In the Judiciary Act of 1789, the First Congress granted limited jurisdiction to the newly created federal court system, and limited rights of appeal. The Supreme Court, however, refused to offer advisory opinions on the construction of treaties when asked to do so by President George Washington in 1793. It had similarly refused a request by Congress for it to review veterans' pension claims, on the grounds that it was not a judicial function and was contrary to the separation of powers.
The Court would only hear cases properly brought before it. In Section 25 of the Judiciary Act, Congress allowed appeals to the Supreme Court from the highest state court's "decisions against the validity of a...treaty,...or against any title, right, privilege, or exemption set up or claimed under any...treaty." In Owings v. Norwood's Lessee (1809), Chief Justice John Marshall explained the scope of the Court's jurisdiction under the Treaties Clause:
The reason for inserting that clause in the constitution was, that all persons who have real claims under a treaty should have their causes decided by the national tribunals. It was to avoid the apprehension as well as the danger of state prejudices....Each treaty stipulates something respecting the citizens of the two nations, and gives them rights. Whenever a right grows out of, or is protected by, a treaty, it is sanctioned against all the laws and judicial decisions of the States; and whoever may have this right, it is to be protected. But if the person's title is not affected by the treaty, if he claims nothing under a treaty, his title cannot be protected by the treaty.

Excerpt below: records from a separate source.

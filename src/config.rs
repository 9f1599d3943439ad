//! Application configuration
//!
//! Read from `{config-dir}/cardstack/config.toml`. Every key is optional:
//! ```toml
//! [scheduler]
//! passing_grade = 3.0
//! completion_repetitions = 4
//!
//! [storage]
//! backend = "sqlite"
//! data_dir = "/home/me/cards"
//! ```

use std::fs;
use std::path::{Path, PathBuf};

use serde::{Deserialize, Serialize};
use thiserror::Error;

use crate::flashcards::storage::{self, JsonStatusStore, StatusStore};
use crate::flashcards::{SchedulerPolicy, SqliteStatusStore};

const APP_DIR: &str = "cardstack";
const CONFIG_FILE: &str = "config.toml";
const SQLITE_FILE: &str = "statuses.sqlite3";

#[derive(Error, Debug)]
pub enum ConfigError {
    #[error("IO error: {0}")]
    Io(#[from] std::io::Error),

    #[error("Config parse error: {0}")]
    Parse(#[from] toml::de::Error),

    #[error("Config serialize error: {0}")]
    Serialize(#[from] toml::ser::Error),

    #[error("Invalid config: {0}")]
    Invalid(String),

    #[error("Data directory not found")]
    DataDirNotFound,
}

pub type Result<T> = std::result::Result<T, ConfigError>;

#[derive(Debug, Clone, Default, PartialEq, Serialize, Deserialize)]
#[serde(default)]
pub struct Config {
    pub scheduler: SchedulerPolicy,
    pub storage: StorageConfig,
}

/// Which status store backs the sessions
#[derive(Debug, Clone, Copy, Default, PartialEq, Eq, Serialize, Deserialize)]
#[serde(rename_all = "lowercase")]
pub enum StorageBackend {
    #[default]
    Json,
    Sqlite,
}

#[derive(Debug, Clone, Default, PartialEq, Serialize, Deserialize)]
#[serde(default)]
pub struct StorageConfig {
    pub backend: StorageBackend,
    /// Overrides the platform data directory
    #[serde(skip_serializing_if = "Option::is_none")]
    pub data_dir: Option<PathBuf>,
}

impl StorageConfig {
    /// Open the configured status store under `data_dir`
    pub fn open_store(&self, data_dir: &Path) -> storage::Result<Box<dyn StatusStore>> {
        match self.backend {
            StorageBackend::Json => Ok(Box::new(JsonStatusStore::new(data_dir.to_path_buf())?)),
            StorageBackend::Sqlite => {
                let store = SqliteStatusStore::open(&data_dir.join(SQLITE_FILE))?;
                Ok(Box::new(store))
            }
        }
    }
}

impl Config {
    /// Get the default config file location
    pub fn default_path() -> Option<PathBuf> {
        dirs::config_dir().map(|p| p.join(APP_DIR).join(CONFIG_FILE))
    }

    /// Load the config file at `path`; a missing file yields the defaults
    pub fn load(path: &Path) -> Result<Self> {
        if !path.exists() {
            log::debug!("No config at {:?}, using defaults", path);
            return Ok(Self::default());
        }

        let content = fs::read_to_string(path)?;
        let config = Self::from_toml_str(&content)?;
        log::info!("Loaded config from {:?}", path);
        Ok(config)
    }

    /// Load from the default location, falling back to defaults
    pub fn load_default() -> Result<Self> {
        match Self::default_path() {
            Some(path) => Self::load(&path),
            None => Ok(Self::default()),
        }
    }

    pub fn from_toml_str(content: &str) -> Result<Self> {
        let config: Config = toml::from_str(content)?;
        config.validate()?;
        Ok(config)
    }

    pub fn to_toml_string(&self) -> Result<String> {
        Ok(toml::to_string_pretty(self)?)
    }

    pub fn validate(&self) -> Result<()> {
        self.scheduler.validate().map_err(ConfigError::Invalid)
    }

    /// Directory holding sets and statuses
    pub fn data_dir(&self) -> Result<PathBuf> {
        if let Some(dir) = &self.storage.data_dir {
            return Ok(dir.clone());
        }
        dirs::data_local_dir()
            .map(|p| p.join(APP_DIR))
            .ok_or(ConfigError::DataDirNotFound)
    }
}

In Martin v. Hunter's Lessee (1816), Justice Story noted that the claimant must have relied on a treaty to his detriment and that the error must be evident from the record. However, Story declared that the record need not refer to the disputed interpretation of a treaty in specific terms, for "[t]he treaty of peace was not necessary to have been stated, for it was the supreme law of the law, of which all courts must take notice." On the other hand, the Supreme Court later noted that if neither the state nor the claimant disputes the claimant's rights under a treaty, then the Supreme Court has no jurisdiction under the Judiciary Act to review the case. Gill v. Oliver's Executors (1850).
Over its history, the Court has crafted a number of prudential rules in its interpretation of treaties. It will rely on clarifications, interpretations, and understandings of a treaty formulated by the executive branch. The courts will not infer an obligation from a treaty that has not been articulated in clear terms. Society for the Propagation of the Gospel in Foreign Parts v. New Haven (1823). They will follow the evident meaning of the text; and "where a provision of a treaty fairly admits of two constructions, one restricting, the other enlarging, rights which may be claimed under it, the more liberal interpretation is to be preferred." Bacardi Corp. of America v. Domenech (1940). Under the political-question doctrine, the courts will not determine whether a treaty obligation with another nation has been broken. Clark v. Allen (1947).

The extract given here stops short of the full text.